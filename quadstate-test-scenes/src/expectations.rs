use quadstate::{FilterOperation, QuadOperation, ShaderOwner};

/// A single closed-batch expectation to validate after a frame finished.
#[derive(Debug, Clone)]
pub struct BatchExpectation {
    pub start: usize,
    pub length: usize,
    /// Owner the batch must carry; `None` skips the check.
    pub owner: Option<ShaderOwner>,
    /// Human-readable label for failure messages.
    pub label: &'static str,
}

impl BatchExpectation {
    pub fn new(start: usize, length: usize, label: &'static str) -> Self {
        Self {
            start,
            length,
            owner: None,
            label,
        }
    }

    pub fn owned_by(mut self, owner: ShaderOwner) -> Self {
        self.owner = Some(owner);
        self
    }
}

/// Expected insertion point of a filter operation.
#[derive(Debug, Clone)]
pub struct FilterExpectation {
    pub before_quad_operation: usize,
    pub label: &'static str,
}

impl FilterExpectation {
    pub fn new(before_quad_operation: usize, label: &'static str) -> Self {
        Self {
            before_quad_operation,
            label,
        }
    }
}

/// Validates closed quad operations against expectations, in order.
///
/// Returns a list of human-readable failure descriptions. An empty list means all
/// expectations passed.
pub fn check_batches(
    operations: &[QuadOperation],
    expectations: &[BatchExpectation],
) -> Vec<String> {
    let mut failures = Vec::new();

    if operations.len() != expectations.len() {
        failures.push(format!(
            "expected {} quad operation(s) but got {}: {:?}",
            expectations.len(),
            operations.len(),
            operations
                .iter()
                .map(QuadOperation::range)
                .collect::<Vec<_>>(),
        ));
    }

    for (operation, expectation) in operations.iter().zip(expectations) {
        if operation.index() != expectation.start || operation.length() != expectation.length {
            failures.push(format!(
                "[{}] expected quads {}..{} but got {:?}",
                expectation.label,
                expectation.start,
                expectation.start + expectation.length,
                operation.range(),
            ));
        }

        if let Some(owner) = expectation.owner {
            if operation.shader_owner() != Some(owner) {
                failures.push(format!(
                    "[{}] expected owner {} but got {:?}",
                    expectation.label,
                    owner,
                    operation.shader_owner(),
                ));
            }
        }
    }

    failures
}

/// Validates filter operations against expectations, in order.
pub fn check_filters(
    operations: &[FilterOperation],
    expectations: &[FilterExpectation],
) -> Vec<String> {
    let mut failures = Vec::new();

    if operations.len() != expectations.len() {
        failures.push(format!(
            "expected {} filter operation(s) but got {}",
            expectations.len(),
            operations.len(),
        ));
    }

    for (operation, expectation) in operations.iter().zip(expectations) {
        if operation.insertion_index() != expectation.before_quad_operation {
            failures.push(format!(
                "[{}] expected filter before quad operation {} but got {}",
                expectation.label,
                expectation.before_quad_operation,
                operation.insertion_index(),
            ));
        }
    }

    failures
}
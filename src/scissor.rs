/// An axis-aligned clip rectangle in render-target pixels.
///
/// Scissors are plain values: two rectangles with the same bounds are the same clip,
/// whoever built them. "No clipping" is expressed as `Option::<Scissor>::None`, which
/// never compares equal to any rectangle, including a zero-sized one.
#[derive(Debug, Clone, Copy, PartialEq, Default)]
pub struct Scissor {
    pub x: f32,
    pub y: f32,
    pub width: f32,
    pub height: f32,
}

impl Scissor {
    #[inline]
    pub const fn new(x: f32, y: f32, width: f32, height: f32) -> Self {
        Self {
            x,
            y,
            width,
            height,
        }
    }

    /// True if nothing drawn under this clip could be visible.
    ///
    /// NaN extents count as degenerate.
    #[inline]
    pub fn is_degenerate(&self) -> bool {
        !(self.width > 0.0 && self.height > 0.0)
    }
}

impl From<[f32; 4]> for Scissor {
    fn from(area: [f32; 4]) -> Self {
        Self::new(area[0], area[1], area[2], area[3])
    }
}

impl From<(f32, f32, f32, f32)> for Scissor {
    fn from((x, y, width, height): (f32, f32, f32, f32)) -> Self {
        Self::new(x, y, width, height)
    }
}
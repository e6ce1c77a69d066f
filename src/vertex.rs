use bytemuck::{Pod, Zeroable};

use crate::color::Color;
use crate::node::QuadGeometry;

pub const VERTICES_PER_QUAD: usize = 4;

/// One corner of a textured quad as laid out in the vertex buffer (20 bytes).
#[repr(C)]
#[derive(Debug, Clone, Copy, PartialEq, Pod, Zeroable)]
pub struct QuadVertex {
    pub position: [f32; 2],
    pub tex_coords: [f32; 2],
    /// Packed RGBA, see [`Color::pack`].
    pub color: u32,
}

impl QuadVertex {
    pub fn new(position: [f32; 2], tex_coords: [f32; 2], color: Color) -> Self {
        Self {
            position,
            tex_coords,
            color: color.pack(),
        }
    }
}

impl QuadGeometry {
    /// Vertices in corner order: top-left, top-right, bottom-right, bottom-left.
    pub fn vertices(&self) -> [QuadVertex; VERTICES_PER_QUAD] {
        let [u0, v0, u1, v1] = self.tex_coords;
        let uvs = [[u0, v0], [u1, v0], [u1, v1], [u0, v1]];
        std::array::from_fn(|corner| {
            QuadVertex::new(self.corners[corner], uvs[corner], self.colors[corner])
        })
    }
}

- - - - - - -

WHAT TO DO
Nothing but the lines from the one with "repository e6ce1c77a69d066f" through the final line of the data belongs in the answer, and they must match exactly.

SOLUTION TO THIS TASK
repository e6ce1c77a69d066f
filename src/vertex.rs
use bytemuck::{Pod, Zeroable};

use crate::color::Color;
use crate::node::QuadGeometry;

pub const VERTICES_PER_QUAD: usize = 4;

/// One corner of a textured quad as laid out in the vertex buffer (20 bytes).
#[repr(C)]
#[derive(Debug, Clone, Copy, PartialEq, Pod, Zeroable)]
pub struct QuadVertex {
    pub position: [f32; 2],
    pub tex_coords: [f32; 2],
    /// Packed RGBA, see [`Color::pack`].
    pub color: u32,
}

impl QuadVertex {
    pub fn new(position: [f32; 2], tex_coords: [f32; 2], color: Color) -> Self {
        Self {
            position,
            tex_coords,
            color: color.pack(),
        }
    }
}

impl QuadGeometry {
    /// Vertices in corner order: top-left, top-right, bottom-right, bottom-left.
    pub fn vertices(&self) -> [QuadVertex; VERTICES_PER_QUAD] {
        let [u0, v0, u1, v1] = self.tex_coords;
        let uvs = [[u0, v0], [u1, v0], [u1, v1], [u0, v1]];
        std::array::from_fn(|corner| {
            QuadVertex::new(self.corners[corner], uvs[corner], self.colors[corner])
        })
    }
}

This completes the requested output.